• Assignment: Using the data below, copy every line that contains the word "creds".

Stored items:
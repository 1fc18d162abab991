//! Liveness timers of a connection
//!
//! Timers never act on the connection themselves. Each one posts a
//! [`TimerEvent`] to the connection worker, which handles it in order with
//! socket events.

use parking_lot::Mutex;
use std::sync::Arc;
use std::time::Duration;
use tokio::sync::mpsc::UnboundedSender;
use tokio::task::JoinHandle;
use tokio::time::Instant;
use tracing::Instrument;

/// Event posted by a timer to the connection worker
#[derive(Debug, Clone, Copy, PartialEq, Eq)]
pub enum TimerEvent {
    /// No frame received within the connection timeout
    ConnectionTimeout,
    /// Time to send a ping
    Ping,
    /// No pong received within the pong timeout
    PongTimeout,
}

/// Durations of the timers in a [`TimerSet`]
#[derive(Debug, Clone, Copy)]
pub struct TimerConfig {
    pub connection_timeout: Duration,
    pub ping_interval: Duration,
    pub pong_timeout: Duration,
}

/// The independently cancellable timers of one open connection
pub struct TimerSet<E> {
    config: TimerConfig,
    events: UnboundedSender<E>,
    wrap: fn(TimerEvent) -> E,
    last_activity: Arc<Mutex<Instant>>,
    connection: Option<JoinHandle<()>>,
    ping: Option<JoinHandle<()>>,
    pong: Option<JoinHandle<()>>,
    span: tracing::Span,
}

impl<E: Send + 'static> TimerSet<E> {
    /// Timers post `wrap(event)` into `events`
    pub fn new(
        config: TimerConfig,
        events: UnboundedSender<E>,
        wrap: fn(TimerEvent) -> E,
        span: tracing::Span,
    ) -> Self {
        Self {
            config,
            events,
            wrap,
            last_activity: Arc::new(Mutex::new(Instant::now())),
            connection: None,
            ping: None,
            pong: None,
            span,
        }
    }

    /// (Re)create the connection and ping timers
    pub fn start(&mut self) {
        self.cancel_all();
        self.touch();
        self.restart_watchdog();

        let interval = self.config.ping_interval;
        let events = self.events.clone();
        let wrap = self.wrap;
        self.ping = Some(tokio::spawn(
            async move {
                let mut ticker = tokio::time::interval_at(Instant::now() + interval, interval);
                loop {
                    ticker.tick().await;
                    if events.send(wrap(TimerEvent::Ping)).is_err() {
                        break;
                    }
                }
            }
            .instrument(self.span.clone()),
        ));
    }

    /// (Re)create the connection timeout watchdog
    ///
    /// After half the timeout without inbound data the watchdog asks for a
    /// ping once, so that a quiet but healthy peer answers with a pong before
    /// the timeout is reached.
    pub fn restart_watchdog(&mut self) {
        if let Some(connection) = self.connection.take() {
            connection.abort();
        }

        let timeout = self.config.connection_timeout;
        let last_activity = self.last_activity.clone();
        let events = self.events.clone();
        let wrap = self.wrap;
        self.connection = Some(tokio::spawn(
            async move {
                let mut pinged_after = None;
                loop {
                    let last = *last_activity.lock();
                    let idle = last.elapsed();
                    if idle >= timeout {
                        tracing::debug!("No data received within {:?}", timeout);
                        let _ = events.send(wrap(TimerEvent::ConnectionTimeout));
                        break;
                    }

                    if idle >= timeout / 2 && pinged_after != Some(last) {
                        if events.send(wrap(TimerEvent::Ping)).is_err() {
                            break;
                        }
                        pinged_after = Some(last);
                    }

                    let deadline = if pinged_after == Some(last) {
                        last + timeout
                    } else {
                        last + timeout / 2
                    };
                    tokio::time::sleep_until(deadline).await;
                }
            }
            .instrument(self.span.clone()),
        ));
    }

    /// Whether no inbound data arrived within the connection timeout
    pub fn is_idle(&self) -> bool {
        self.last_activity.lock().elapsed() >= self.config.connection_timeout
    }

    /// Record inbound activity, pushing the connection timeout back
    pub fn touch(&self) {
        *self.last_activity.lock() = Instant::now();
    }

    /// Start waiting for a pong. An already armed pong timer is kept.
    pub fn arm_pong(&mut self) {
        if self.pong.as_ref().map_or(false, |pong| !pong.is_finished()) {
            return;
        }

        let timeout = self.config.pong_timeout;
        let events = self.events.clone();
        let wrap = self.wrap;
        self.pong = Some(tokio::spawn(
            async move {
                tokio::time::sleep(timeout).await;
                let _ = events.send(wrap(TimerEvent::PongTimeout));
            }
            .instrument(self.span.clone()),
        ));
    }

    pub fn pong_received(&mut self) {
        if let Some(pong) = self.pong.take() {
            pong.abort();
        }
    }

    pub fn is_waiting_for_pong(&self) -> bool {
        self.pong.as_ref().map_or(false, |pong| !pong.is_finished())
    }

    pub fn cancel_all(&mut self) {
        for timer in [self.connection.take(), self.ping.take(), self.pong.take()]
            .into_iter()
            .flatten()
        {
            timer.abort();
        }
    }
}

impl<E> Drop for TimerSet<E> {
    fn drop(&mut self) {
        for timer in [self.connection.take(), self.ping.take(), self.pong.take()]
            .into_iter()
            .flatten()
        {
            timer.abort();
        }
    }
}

--

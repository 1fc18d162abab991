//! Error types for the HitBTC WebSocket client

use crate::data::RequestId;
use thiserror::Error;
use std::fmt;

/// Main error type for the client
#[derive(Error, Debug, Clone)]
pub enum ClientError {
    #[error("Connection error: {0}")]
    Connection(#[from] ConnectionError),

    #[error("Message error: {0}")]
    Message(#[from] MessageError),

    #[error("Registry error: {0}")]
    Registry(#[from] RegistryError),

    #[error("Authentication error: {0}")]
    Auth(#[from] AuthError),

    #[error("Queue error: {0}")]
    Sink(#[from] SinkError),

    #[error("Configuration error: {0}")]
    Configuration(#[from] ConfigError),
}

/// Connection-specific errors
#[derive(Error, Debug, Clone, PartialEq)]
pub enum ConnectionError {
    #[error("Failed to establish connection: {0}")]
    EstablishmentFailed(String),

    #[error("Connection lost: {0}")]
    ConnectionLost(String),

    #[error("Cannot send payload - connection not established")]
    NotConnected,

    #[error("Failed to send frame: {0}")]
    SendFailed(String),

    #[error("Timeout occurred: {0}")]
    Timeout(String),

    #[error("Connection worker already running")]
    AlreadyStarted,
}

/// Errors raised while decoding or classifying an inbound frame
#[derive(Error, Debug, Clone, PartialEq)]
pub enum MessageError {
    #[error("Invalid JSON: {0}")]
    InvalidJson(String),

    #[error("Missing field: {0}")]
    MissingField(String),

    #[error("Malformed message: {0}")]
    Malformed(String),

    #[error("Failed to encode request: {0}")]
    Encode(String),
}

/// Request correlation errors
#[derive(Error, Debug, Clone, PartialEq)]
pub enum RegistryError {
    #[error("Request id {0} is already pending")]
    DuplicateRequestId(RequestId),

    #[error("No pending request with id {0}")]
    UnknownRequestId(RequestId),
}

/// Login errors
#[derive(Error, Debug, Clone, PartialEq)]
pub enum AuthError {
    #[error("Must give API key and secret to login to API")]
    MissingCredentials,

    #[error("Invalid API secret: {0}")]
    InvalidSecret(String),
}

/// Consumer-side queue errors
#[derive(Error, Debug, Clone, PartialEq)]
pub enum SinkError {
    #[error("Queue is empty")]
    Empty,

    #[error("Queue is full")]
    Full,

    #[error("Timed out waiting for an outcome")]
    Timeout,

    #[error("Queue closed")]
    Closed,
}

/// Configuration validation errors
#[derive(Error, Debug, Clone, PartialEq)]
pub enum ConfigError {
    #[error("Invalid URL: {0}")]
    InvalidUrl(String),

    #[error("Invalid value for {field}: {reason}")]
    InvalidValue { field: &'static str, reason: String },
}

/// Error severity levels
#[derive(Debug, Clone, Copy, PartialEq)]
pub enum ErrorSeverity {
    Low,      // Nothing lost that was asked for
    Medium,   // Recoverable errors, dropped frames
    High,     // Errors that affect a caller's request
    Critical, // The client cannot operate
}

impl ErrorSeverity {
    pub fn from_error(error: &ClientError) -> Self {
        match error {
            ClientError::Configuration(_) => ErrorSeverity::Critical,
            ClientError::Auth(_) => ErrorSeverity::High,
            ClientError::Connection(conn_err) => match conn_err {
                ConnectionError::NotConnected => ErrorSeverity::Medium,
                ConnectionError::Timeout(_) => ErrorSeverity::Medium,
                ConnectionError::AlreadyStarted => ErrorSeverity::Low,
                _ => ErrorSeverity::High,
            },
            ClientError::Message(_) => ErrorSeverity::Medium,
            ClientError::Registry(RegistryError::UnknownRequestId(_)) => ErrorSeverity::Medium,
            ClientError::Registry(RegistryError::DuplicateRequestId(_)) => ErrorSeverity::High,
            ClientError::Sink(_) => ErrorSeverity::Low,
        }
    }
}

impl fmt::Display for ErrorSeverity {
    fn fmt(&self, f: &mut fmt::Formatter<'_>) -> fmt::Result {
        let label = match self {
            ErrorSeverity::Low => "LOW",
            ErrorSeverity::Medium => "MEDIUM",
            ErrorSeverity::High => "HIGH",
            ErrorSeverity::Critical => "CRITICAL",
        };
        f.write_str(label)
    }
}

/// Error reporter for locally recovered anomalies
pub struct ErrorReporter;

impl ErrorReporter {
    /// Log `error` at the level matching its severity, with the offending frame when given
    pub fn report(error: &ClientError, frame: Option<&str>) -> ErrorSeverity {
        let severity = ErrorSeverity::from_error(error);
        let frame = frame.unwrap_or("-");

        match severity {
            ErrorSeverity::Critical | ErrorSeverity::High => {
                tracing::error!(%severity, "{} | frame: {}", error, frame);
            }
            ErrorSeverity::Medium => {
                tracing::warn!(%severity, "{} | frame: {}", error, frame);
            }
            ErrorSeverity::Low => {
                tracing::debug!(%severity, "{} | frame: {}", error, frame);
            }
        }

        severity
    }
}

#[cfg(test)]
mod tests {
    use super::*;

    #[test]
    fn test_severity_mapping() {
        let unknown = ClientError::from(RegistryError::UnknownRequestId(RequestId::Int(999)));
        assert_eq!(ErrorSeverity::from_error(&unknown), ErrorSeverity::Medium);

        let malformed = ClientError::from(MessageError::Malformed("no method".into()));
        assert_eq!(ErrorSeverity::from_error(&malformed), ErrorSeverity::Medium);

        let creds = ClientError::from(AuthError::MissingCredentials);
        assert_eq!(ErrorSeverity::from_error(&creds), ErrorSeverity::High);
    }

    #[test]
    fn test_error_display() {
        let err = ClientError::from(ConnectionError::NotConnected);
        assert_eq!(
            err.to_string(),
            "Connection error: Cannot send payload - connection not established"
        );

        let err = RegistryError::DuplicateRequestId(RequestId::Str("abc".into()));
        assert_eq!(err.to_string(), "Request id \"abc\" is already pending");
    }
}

==

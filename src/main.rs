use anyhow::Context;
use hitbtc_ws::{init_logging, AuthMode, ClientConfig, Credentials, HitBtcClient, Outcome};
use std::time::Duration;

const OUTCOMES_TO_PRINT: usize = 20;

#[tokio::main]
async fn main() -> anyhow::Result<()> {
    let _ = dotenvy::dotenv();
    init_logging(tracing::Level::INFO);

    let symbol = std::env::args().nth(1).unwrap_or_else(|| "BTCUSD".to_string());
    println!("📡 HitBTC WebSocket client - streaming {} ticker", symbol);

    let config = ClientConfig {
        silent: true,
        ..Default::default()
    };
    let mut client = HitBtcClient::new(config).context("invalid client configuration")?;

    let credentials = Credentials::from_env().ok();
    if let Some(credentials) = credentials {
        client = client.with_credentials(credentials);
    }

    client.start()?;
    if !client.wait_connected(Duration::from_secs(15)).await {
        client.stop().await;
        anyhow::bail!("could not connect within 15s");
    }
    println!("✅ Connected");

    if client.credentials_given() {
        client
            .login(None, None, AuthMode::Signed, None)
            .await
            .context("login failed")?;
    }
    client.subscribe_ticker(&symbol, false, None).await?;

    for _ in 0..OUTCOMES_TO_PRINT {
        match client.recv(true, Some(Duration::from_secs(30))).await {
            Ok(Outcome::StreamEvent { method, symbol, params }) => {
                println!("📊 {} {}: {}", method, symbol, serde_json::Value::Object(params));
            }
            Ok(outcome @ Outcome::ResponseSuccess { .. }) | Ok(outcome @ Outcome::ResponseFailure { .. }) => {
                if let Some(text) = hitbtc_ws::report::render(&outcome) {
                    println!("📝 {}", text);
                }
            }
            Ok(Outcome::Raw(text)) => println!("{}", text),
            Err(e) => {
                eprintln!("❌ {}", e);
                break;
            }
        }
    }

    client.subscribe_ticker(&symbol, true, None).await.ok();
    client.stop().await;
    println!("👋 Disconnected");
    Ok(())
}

• Exercise result:
        let creds = ClientError::from(AuthError::MissingCredentials);
        assert_eq!(ErrorSeverity::from_error(&creds), ErrorSeverity::High);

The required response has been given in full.